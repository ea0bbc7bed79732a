//! CLI command definitions, routing, and tracing setup.

use std::path::{Path, PathBuf};
use std::sync::Arc;
use std::time::Duration;

use assetenrich_core::{
    BatchContext, BatchProgress, BatchResult, FileFailureLog, export_checkpoint,
    renormalize_checkpoint, rerun_pending, run_batch,
};
use assetenrich_lookup::HttpLookupProvider;
use assetenrich_shared::{
    AppConfig, BatchConfig, BatchId, config_file_path, init_config, load_config,
    load_config_from,
};
use assetenrich_storage::{CsvSink, CsvSource, RecordSink, find_unenriched, load_checkpoint};
use clap::{Args, Parser, Subcommand};
use color_eyre::eyre::{Result, eyre};
use indicatif::{ProgressBar, ProgressStyle};
use tracing::info;

// ---------------------------------------------------------------------------
// CLI structure
// ---------------------------------------------------------------------------

/// Look up warranty expiration dates for an asset inventory.
#[derive(Parser)]
#[command(
    name = "assetenrich",
    version,
    about = "Enrich an asset inventory with vendor warranty expiration dates.",
    long_about = None,
)]
pub(crate) struct Cli {
    /// Log format: text (default) or json.
    #[arg(long, default_value = "text", global = true)]
    pub log_format: LogFormat,

    /// Verbosity level (-v, -vv, -vvv).
    #[arg(short, long, action = clap::ArgAction::Count, global = true)]
    pub verbose: u8,

    /// Config file to use instead of ~/.assetenrich/assetenrich.toml.
    #[arg(long, global = true, env = "ASSETENRICH_CONFIG")]
    pub config: Option<PathBuf>,

    #[command(subcommand)]
    pub command: Command,
}

/// Log output format.
#[derive(Clone, Debug, clap::ValueEnum)]
pub(crate) enum LogFormat {
    Text,
    Json,
}

/// Top-level CLI subcommands.
#[derive(Subcommand)]
pub(crate) enum Command {
    /// Load an inventory CSV and look up every matching asset.
    Run {
        /// Inventory CSV to read.
        #[arg(short, long)]
        input: PathBuf,

        /// CSV report to write (enriched assets only).
        #[arg(short, long)]
        output: Option<PathBuf>,

        /// Only assets whose category column contains this text.
        #[arg(long)]
        category: Option<String>,

        #[command(flatten)]
        batch: BatchArgs,
    },

    /// Retry the assets a previous run left without a date.
    Retry {
        /// CSV report to write after the retry.
        #[arg(short, long)]
        output: Option<PathBuf>,

        #[command(flatten)]
        batch: BatchArgs,
    },

    /// Export the enriched entries of a checkpoint to CSV.
    Export {
        /// CSV report to write.
        #[arg(short, long)]
        output: PathBuf,

        /// Checkpoint to read (defaults to the configured path).
        #[arg(long)]
        checkpoint: Option<PathBuf>,
    },

    /// Re-parse every date in a checkpoint and rewrite it in display format.
    Renormalize {
        /// Checkpoint to rewrite (defaults to the configured path).
        #[arg(long)]
        checkpoint: Option<PathBuf>,
    },

    /// List checkpoint entries that have no warranty date.
    Missing {
        /// Checkpoint to read (defaults to the configured path).
        #[arg(long)]
        checkpoint: Option<PathBuf>,
    },

    /// Configuration management.
    Config {
        /// Config subcommand.
        #[command(subcommand)]
        action: ConfigAction,
    },
}

/// Flags shared by commands that run the worker pool.
#[derive(Args, Debug, Default)]
pub(crate) struct BatchArgs {
    /// Number of concurrent lookup workers.
    #[arg(short = 'j', long)]
    pub pool_size: Option<usize>,

    /// Per-lookup timeout in seconds.
    #[arg(long)]
    pub timeout: Option<u64>,

    /// JSON checkpoint path.
    #[arg(long)]
    pub checkpoint: Option<PathBuf>,

    /// Failure log path.
    #[arg(long)]
    pub failure_log: Option<PathBuf>,
}

impl BatchArgs {
    /// Overlay the flags that were given onto `config`.
    fn apply(&self, mut config: BatchConfig) -> BatchConfig {
        if let Some(n) = self.pool_size {
            config.pool_size = n;
        }
        if let Some(secs) = self.timeout {
            config.lookup_timeout = Duration::from_secs(secs);
        }
        if let Some(path) = &self.checkpoint {
            config.checkpoint_path = path.clone();
        }
        if let Some(path) = &self.failure_log {
            config.failure_log_path = path.clone();
        }
        config
    }
}

/// Reject flag overrides the config file validation would have refused.
fn check_batch(config: &BatchConfig) -> Result<()> {
    if config.pool_size == 0 {
        return Err(eyre!("--pool-size must be at least 1"));
    }
    if config.lookup_timeout.is_zero() {
        return Err(eyre!("--timeout must be at least 1 second"));
    }
    Ok(())
}

/// Config subcommands.
#[derive(Subcommand)]
pub(crate) enum ConfigAction {
    /// Initialize config file with defaults.
    Init,
    /// Show resolved configuration.
    Show,
}

// ---------------------------------------------------------------------------
// Tracing setup
// ---------------------------------------------------------------------------

/// Initialize tracing based on CLI flags.
pub(crate) fn init_tracing(cli: &Cli) {
    use tracing_subscriber::{EnvFilter, fmt};

    let filter = match cli.verbose {
        0 => "assetenrich=info",
        1 => "assetenrich=debug",
        _ => "assetenrich=trace",
    };

    let env_filter =
        EnvFilter::try_from_default_env().unwrap_or_else(|_| EnvFilter::new(filter));

    match cli.log_format {
        LogFormat::Text => {
            fmt()
                .with_env_filter(env_filter)
                .with_target(false)
                .with_writer(std::io::stderr)
                .init();
        }
        LogFormat::Json => {
            fmt()
                .json()
                .with_env_filter(env_filter)
                .with_writer(std::io::stderr)
                .init();
        }
    }
}

// ---------------------------------------------------------------------------
// Command dispatch
// ---------------------------------------------------------------------------

/// Run the CLI command.
pub(crate) async fn run(cli: Cli) -> Result<()> {
    let config_path = cli.config.as_deref();
    match cli.command {
        Command::Run {
            input,
            output,
            category,
            batch,
        } => cmd_run(config_path, &input, output.as_deref(), category, &batch).await,
        Command::Retry { output, batch } => cmd_retry(config_path, output.as_deref(), &batch).await,
        Command::Export { output, checkpoint } => {
            cmd_export(config_path, &output, checkpoint.as_deref())
        }
        Command::Renormalize { checkpoint } => cmd_renormalize(config_path, checkpoint.as_deref()),
        Command::Missing { checkpoint } => cmd_missing(config_path, checkpoint.as_deref()),
        Command::Config { action } => match action {
            ConfigAction::Init => cmd_config_init(),
            ConfigAction::Show => cmd_config_show(config_path),
        },
    }
}

/// Load the config file named on the command line, or the default one.
fn resolve_config(path: Option<&Path>) -> Result<AppConfig> {
    let config = match path {
        Some(p) => load_config_from(p)?,
        None => load_config()?,
    };
    Ok(config)
}

/// Build the collaborators for a pool run.
fn batch_context(app: &AppConfig, batch: &BatchConfig) -> Result<BatchContext> {
    let batch_id = BatchId::new();
    let failures = FileFailureLog::open(&batch.failure_log_path, batch_id.clone())?;
    let provider = HttpLookupProvider::new(app.lookup.clone())?;

    Ok(BatchContext {
        batch_id,
        provider: Arc::new(provider),
        normalizer: Arc::new(app.lookup.normalizer()),
        failures: Arc::new(failures),
        progress: Arc::new(CliProgress::new()),
    })
}

async fn cmd_run(
    config_path: Option<&Path>,
    input: &Path,
    output: Option<&Path>,
    category: Option<String>,
    args: &BatchArgs,
) -> Result<()> {
    let mut app = resolve_config(config_path)?;
    if let Some(category) = category {
        app.source.category = category;
    }
    let batch = args.apply(BatchConfig::from(&app));
    check_batch(&batch)?;
    let ctx = batch_context(&app, &batch)?;

    info!(
        input = %input.display(),
        category = %app.source.category,
        pool_size = batch.pool_size,
        "running batch"
    );

    let source = CsvSource::new(input, app.source.clone());
    let sink = output.map(CsvSink::new);
    let result = run_batch(
        &batch,
        &source,
        sink.as_ref().map(|s| s as &dyn RecordSink),
        &ctx,
    )
    .await?;

    print_summary(&result, &batch, sink.as_ref());
    Ok(())
}

async fn cmd_retry(config_path: Option<&Path>, output: Option<&Path>, args: &BatchArgs) -> Result<()> {
    let app = resolve_config(config_path)?;
    let batch = args.apply(BatchConfig::from(&app));
    check_batch(&batch)?;
    if !batch.checkpoint_path.exists() {
        return Err(eyre!(
            "no checkpoint at '{}', run `assetenrich run` first",
            batch.checkpoint_path.display()
        ));
    }
    let ctx = batch_context(&app, &batch)?;

    let sink = output.map(CsvSink::new);
    let result = rerun_pending(&batch, sink.as_ref().map(|s| s as &dyn RecordSink), &ctx).await?;

    print_summary(&result, &batch, sink.as_ref());
    Ok(())
}

fn cmd_export(config_path: Option<&Path>, output: &Path, checkpoint: Option<&Path>) -> Result<()> {
    let app = resolve_config(config_path)?;
    let checkpoint = checkpoint
        .map(Path::to_path_buf)
        .unwrap_or_else(|| PathBuf::from(&app.defaults.checkpoint_path));

    let sink = CsvSink::new(output);
    let rows = export_checkpoint(&checkpoint, &app.lookup.normalizer(), &sink)?;
    println!("Exported {rows} assets to {}", output.display());
    Ok(())
}

fn cmd_renormalize(config_path: Option<&Path>, checkpoint: Option<&Path>) -> Result<()> {
    let app = resolve_config(config_path)?;
    let checkpoint = checkpoint
        .map(Path::to_path_buf)
        .unwrap_or_else(|| PathBuf::from(&app.defaults.checkpoint_path));

    let count = renormalize_checkpoint(&checkpoint, &app.lookup.normalizer())?;
    println!("Rewrote {count} entries in {}", checkpoint.display());
    Ok(())
}

fn cmd_missing(config_path: Option<&Path>, checkpoint: Option<&Path>) -> Result<()> {
    let app = resolve_config(config_path)?;
    let checkpoint = checkpoint
        .map(Path::to_path_buf)
        .unwrap_or_else(|| PathBuf::from(&app.defaults.checkpoint_path));

    let entries = load_checkpoint(&checkpoint)?;
    let missing = find_unenriched(&entries);
    if missing.is_empty() {
        println!("All {} entries have a warranty date.", entries.len());
        return Ok(());
    }

    println!("{} of {} entries have no warranty date:", missing.len(), entries.len());
    for entry in missing {
        println!("  {:<16} {}", entry.asset_id, entry.serial_number);
    }
    Ok(())
}

fn cmd_config_init() -> Result<()> {
    let path = init_config()?;
    println!("Config written to {}", path.display());
    Ok(())
}

fn cmd_config_show(config_path: Option<&Path>) -> Result<()> {
    let config = resolve_config(config_path)?;
    let rendered = toml::to_string_pretty(&config)?;
    match config_path {
        Some(p) => println!("# {}", p.display()),
        None => println!("# {}", config_file_path()?.display()),
    }
    println!("{rendered}");
    Ok(())
}

fn print_summary(result: &BatchResult, batch: &BatchConfig, sink: Option<&CsvSink>) {
    println!();
    println!("  Batch complete.");
    println!("  ID:          {}", result.batch_id);
    println!("  Records:     {}", result.output.records.len());
    println!("  Enriched:    {}", result.output.enriched_count());
    println!("  Pending:     {}", result.output.pending_count());
    println!("  Checkpoint:  {}", batch.checkpoint_path.display());
    if let Some(sink) = sink {
        println!("  Report:      {}", sink.path().display());
    }
    if result.output.pending_count() > 0 {
        println!("  Failures:    {}", batch.failure_log_path.display());
    }
    println!("  Time:        {:.1}s", result.elapsed.as_secs_f64());
    println!();
}

// ---------------------------------------------------------------------------
// CLI progress reporter
// ---------------------------------------------------------------------------

/// CLI progress reporter using an indicatif bar.
struct CliProgress {
    bar: ProgressBar,
}

impl CliProgress {
    fn new() -> Self {
        let bar = ProgressBar::new_spinner();
        let style = ProgressStyle::with_template("{spinner:.cyan} [{pos}/{len}] {msg}")
            .unwrap_or_else(|_| ProgressStyle::default_spinner())
            .tick_strings(&["⠋", "⠙", "⠹", "⠸", "⠼", "⠴", "⠦", "⠧", "⠇", "⠏"]);
        bar.set_style(style);
        bar.enable_steady_tick(Duration::from_millis(80));
        Self { bar }
    }
}

impl BatchProgress for CliProgress {
    fn phase(&self, name: &str) {
        self.bar.set_message(name.to_string());
    }

    fn record_finished(&self, asset_id: &str, enriched: bool, done: usize, total: usize) {
        self.bar.set_length(total as u64);
        self.bar.set_position(done as u64);
        let status = if enriched { "ok" } else { "failed" };
        self.bar.set_message(format!("{asset_id} {status}"));
    }

    fn done(&self, _result: &BatchResult) {
        self.bar.finish_and_clear();
    }
}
^^^^
» **Required work**: Look above for the line with "CSV to read."; retype exactly that line, every line after it up to the line with "without a date.", and that line too, nothing else.

» **Written solution**:
        /// Inventory CSV to read.
        #[arg(short, long)]
        input: PathBuf,

        /// CSV report to write (enriched assets only).
        #[arg(short, long)]
        output: Option<PathBuf>,

        /// Only assets whose category column contains this text.
        #[arg(long)]
        category: Option<String>,

        #[command(flatten)]
        batch: BatchArgs,
    },

    /// Retry the assets a previous run left without a date.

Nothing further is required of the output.